The structural modification of compound 13, N4-benzyl-N2-(4-fluorophenyl)-6,7-dimethoxyquinazoline-2,4-diamine, Fig. 4 the most active compound (pEC50 = 7.387) as the template could be exploited in the design of several derivatives with improved antimalarial activities. The modification was done using the most contributive descriptor, SpMin1_Bhi by increasing the first ionization potentials of the template. The first ionization potentials of a substituted system are increased by electron attracting groups such as –CN, –CF3, –COCH3, –Cl, –F, –I, –COOH, –COCl2, –CN, etc. substituting these electron attracting groups at the meta positions of the substituted compounds produce derivatives of the template with improved malarial activities. Ten (10) theoretical derivatives of the template with improved theoretical activities were designed as shown in Table 6. The activities of five (5) of such compounds (3, 4, 5, 6, and 8) were found to be better than that of chloroquine standard with compound 3, N4-(3-bromo-5-fluorobenzyl)-N2-(4-fluorophenyl)-6,7-dimethoxyquinazoline-2,4-diamine as the most active of the theoretical compounds.

Fig. 4
figure 4

Design template, N4-benzyl-N2-(4-fluorophenyl)-6, 7-dimethoxyquinazoline-2,4-diamine (pEC50 = 7.3870)

Table 6 Structures of the template, its designed derivatives, and their theoretical activities

3.7 Conclusion

This research aims to design enhanced antimalarial derivatives of 2-Anilino 4-Amino Substituted Quinazolines from a developed activity model.
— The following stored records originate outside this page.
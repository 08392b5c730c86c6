//! Dependency graph construction and traversal.

use std::collections::{HashMap, HashSet};
use std::fmt;

use petgraph::graph::{DiGraph, NodeIndex};
use petgraph::visit::EdgeRef;
use petgraph::Direction;

/// A node in the resolved dependency graph.
#[derive(Debug, Clone, Eq, PartialEq, Hash)]
pub struct ResolvedNode {
    pub group: String,
    pub artifact: String,
    pub version: String,
    pub scope: String,
}

impl ResolvedNode {
    /// `group:artifact` identifier (without version).
    pub fn key(&self) -> String {
        format!("{}:{}", self.group, self.artifact)
    }
}

impl fmt::Display for ResolvedNode {
    fn fmt(&self, f: &mut fmt::Formatter<'_>) -> fmt::Result {
        write!(f, "{}:{}:{}", self.group, self.artifact, self.version)
    }
}

/// Edge label in the dependency graph.
#[derive(Debug, Clone)]
pub struct DepEdge {
    pub scope: String,
    pub optional: bool,
}

/// A resolved dependency graph backed by petgraph.
pub struct DependencyGraph {
    graph: DiGraph<ResolvedNode, DepEdge>,
    /// Lookup from `group:artifact` to node index (only the resolved version).
    index: HashMap<String, NodeIndex>,
    pub root: Option<NodeIndex>,
}

impl DependencyGraph {
    pub fn new() -> Self {
        Self {
            graph: DiGraph::new(),
            index: HashMap::new(),
            root: None,
        }
    }

    /// Add or retrieve a node. If the key already exists, returns the existing index.
    pub fn add_node(&mut self, node: ResolvedNode) -> NodeIndex {
        let key = node.key();
        if let Some(&idx) = self.index.get(&key) {
            return idx;
        }
        let idx = self.graph.add_node(node);
        self.index.insert(key, idx);
        idx
    }

    /// Set the root node of the graph (the project itself).
    pub fn set_root(&mut self, idx: NodeIndex) {
        self.root = Some(idx);
    }

    /// Add a dependency edge from `from` to `to`.
    pub fn add_edge(&mut self, from: NodeIndex, to: NodeIndex, edge: DepEdge) {
        if !self.graph.edges(from).any(|e| e.target() == to) {
            self.graph.add_edge(from, to, edge);
        }
    }

    /// Look up a node by `group:artifact`.
    pub fn find(&self, key: &str) -> Option<NodeIndex> {
        self.index.get(key).copied()
    }

    /// Get the node data for an index.
    pub fn node(&self, idx: NodeIndex) -> &ResolvedNode {
        &self.graph[idx]
    }

    /// All resolved nodes (excluding root).
    pub fn all_nodes(&self) -> Vec<&ResolvedNode> {
        self.graph
            .node_indices()
            .filter(|&idx| Some(idx) != self.root)
            .map(|idx| &self.graph[idx])
            .collect()
    }

    /// Direct dependencies of a node.
    pub fn dependencies_of(&self, idx: NodeIndex) -> Vec<(NodeIndex, &DepEdge)> {
        self.graph
            .edges_directed(idx, Direction::Outgoing)
            .map(|e| (e.target(), e.weight()))
            .collect()
    }

    /// Reverse dependencies (who depends on this node).
    pub fn dependents_of(&self, idx: NodeIndex) -> Vec<(NodeIndex, &DepEdge)> {
        self.graph
            .edges_directed(idx, Direction::Incoming)
            .map(|e| (e.source(), e.weight()))
            .collect()
    }

    /// Print the dependency tree to a string, grouping by scope.
    pub fn print_tree(&self, max_depth: Option<usize>) -> String {
        let mut output = String::new();
        let root = match self.root {
            Some(r) => r,
            None => return output,
        };

        let root_node = &self.graph[root];
        output.push_str(&format!("{}\n", root_node));

        let deps = self.dependencies_of(root);

        let mut main_deps: Vec<(NodeIndex, &DepEdge)> = Vec::new();
        let mut test_deps: Vec<(NodeIndex, &DepEdge)> = Vec::new();

        for (idx, edge) in &deps {
            match edge.scope.as_str() {
                "test" => test_deps.push((*idx, edge)),
                _ => main_deps.push((*idx, edge)),
            }
        }

        let has_non_main = !test_deps.is_empty();
        let section_count = [&main_deps, &test_deps]
            .iter()
            .filter(|s| !s.is_empty())
            .count();
        let show_headers = section_count > 1 || has_non_main;
        let mut visited = HashSet::new();
        visited.insert(root);

        let mut sections_printed = 0usize;
        let total_sections = section_count;

        for (label, deps_list) in [
            ("[dependencies]", &main_deps),
            ("[test]", &test_deps),
        ] {
            if deps_list.is_empty() {
                continue;
            }
            sections_printed += 1;
            if show_headers {
                output.push_str(&format!("{label}\n"));
            }
            let is_last_section = sections_printed == total_sections;
            let count = deps_list.len();
            for (i, (idx, _edge)) in deps_list.iter().enumerate() {
                let is_last = i == count - 1 && is_last_section;
                self.print_subtree(&mut output, *idx, "", is_last, 1, max_depth, &mut visited);
            }
        }

        output
    }

    #[allow(clippy::too_many_arguments)]
    fn print_subtree(
        &self,
        output: &mut String,
        idx: NodeIndex,
        prefix: &str,
        is_last: bool,
        depth: usize,
        max_depth: Option<usize>,
        visited: &mut HashSet<NodeIndex>,
    ) {
        let connector = if is_last { "└── " } else { "├── " };
        let node = &self.graph[idx];
        output.push_str(&format!("{prefix}{connector}{node}\n"));

        if let Some(max) = max_depth {
            if depth >= max {
                return;
            }
        }

        if !visited.insert(idx) {
            return;
        }

        let child_prefix = format!("{prefix}{}", if is_last { "    " } else { "│   " });
        let deps = self.dependencies_of(idx);
        let count = deps.len();
        for (i, (child, _)) in deps.iter().enumerate() {
            let is_last = i == count - 1;
            self.print_subtree(
                output,
                *child,
                &child_prefix,
                is_last,
                depth + 1,
                max_depth,
                visited,
            );
        }

        visited.remove(&idx);
    }

    /// Find the path from root to a specific dependency.
    ///
    /// Accepts either `group:artifact` or just `artifact` (partial match).
    pub fn find_path(&self, target_key: &str) -> Option<Vec<&ResolvedNode>> {
        let root = self.root?;
        let target = self.resolve_key(target_key)?;
        let mut path = Vec::new();
        let mut visited = HashSet::new();
        if self.dfs_path(root, target, &mut path, &mut visited) {
            Some(path.iter().map(|&idx| &self.graph[idx]).collect())
        } else {
            None
        }
    }

    /// Resolve a user-provided key to a node index.
    ///
    /// Tries exact `group:artifact` first, then falls back to matching by artifact name.
    fn resolve_key(&self, key: &str) -> Option<NodeIndex> {
        if let Some(&idx) = self.index.get(key) {
            return Some(idx);
        }
        // Partial match: find the first node whose artifact name matches
        for (full_key, &idx) in &self.index {
            let artifact = full_key.split(':').nth(1).unwrap_or("");
            if artifact == key {
                return Some(idx);
            }
        }
        None
    }

    fn dfs_path(
        &self,
        current: NodeIndex,
        target: NodeIndex,
        path: &mut Vec<NodeIndex>,
        visited: &mut HashSet<NodeIndex>,
    ) -> bool {
        path.push(current);
        if current == target {
            return true;
        }
        if !visited.insert(current) {
            path.pop();
            return false;
        }
        for edge in self.graph.edges(current) {
            if self.dfs_path(edge.target(), target, path, visited) {
                return true;
            }
        }
        path.pop();
        visited.remove(&current);
        false
    }

    /// Build an inverted dependency tree (reverse edges) for a single artifact.
    ///
    /// Accepts either `group:artifact` or just `artifact` (partial match).
    pub fn print_inverted_tree(&self, target_key: &str) -> String {
        let mut output = String::new();
        let Some(idx) = self.resolve_key(target_key) else {
            return output;
        };

        let node = &self.graph[idx];
        output.push_str(&format!("{node}\n"));

        let mut visited = HashSet::new();
        visited.insert(idx);

        let dependents = self.dependents_of(idx);
        let count = dependents.len();
        for (i, (dep_idx, _)) in dependents.iter().enumerate() {
            let is_last = i == count - 1;
            self.print_inverted_subtree(&mut output, *dep_idx, "", is_last, &mut visited);
        }

        output
    }

    fn print_inverted_subtree(
        &self,
        output: &mut String,
        idx: NodeIndex,
        prefix: &str,
        is_last: bool,
        visited: &mut HashSet<NodeIndex>,
    ) {
        let connector = if is_last { "└── " } else { "├── " };
        let node = &self.graph[idx];
        output.push_str(&format!("{prefix}{connector}{node}\n"));

        if !visited.insert(idx) {
            return;
        }

        let child_prefix = format!("{prefix}{}", if is_last { "    " } else { "│   " });
        let dependents = self.dependents_of(idx);
        let count = dependents.len();
        for (i, (dep_idx, _)) in dependents.iter().enumerate() {
            let is_last = i == count - 1;
            self.print_inverted_subtree(output, *dep_idx, &child_prefix, is_last, visited);
        }

        visited.remove(&idx);
    }

    /// Print a full inverted tree showing every node and what depends on it.
    pub fn print_full_inverted_tree(&self) -> String {
        let mut output = String::new();
        let root = match self.root {
            Some(r) => r,
            None => return output,
        };

        // Collect all leaf/non-root nodes and show their reverse chains
        let mut nodes: Vec<(NodeIndex, &ResolvedNode)> = self
            .graph
            .node_indices()
            .filter(|&idx| idx != root)
            .map(|idx| (idx, &self.graph[idx]))
            .collect();
        nodes.sort_by(|a, b| a.1.key().cmp(&b.1.key()));

        for (idx, node) in &nodes {
            let dependents = self.dependents_of(*idx);
            if dependents.is_empty() {
                continue;
            }
            output.push_str(&format!("{node}\n"));
            let count = dependents.len();
            for (i, (dep_idx, _)) in dependents.iter().enumerate() {
                let is_last = i == count - 1;
                let connector = if is_last { "└── " } else { "├── " };
                let dep_node = &self.graph[*dep_idx];
                output.push_str(&format!("{connector}{dep_node}\n"));
            }
            output.push('\n');
        }

        output
    }

    /// Number of nodes (excluding root).
    pub fn len(&self) -> usize {
        let total = self.graph.node_count();
        if self.root.is_some() {
            total.saturating_sub(1)
        } else {
            total
        }
    }

    pub fn is_empty(&self) -> bool {
        self.len() == 0
    }
}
Molecular descriptors ATSC8c, GATS8i, SpMin1_Bhi, JGI10, and TDB6u were discovered to be significant to the antimalarial property of the compounds. The mean effect revealed SpMin1_Bhi, as the most influential descriptor and was essential in designing the ten (10) by-products through structural modifications of the template N4-benzyl-N2-(4-fluorophenyl)-6,7-dimethoxyquinazoline-2,4-diamine. The derivatives show better activities than that of the design template, with compounds 3, 4, 5, 6, and 8 showing even better activities than the chloroquine standard drug. When clinically validated, these compounds may pave way for more potent malarial inhibitors.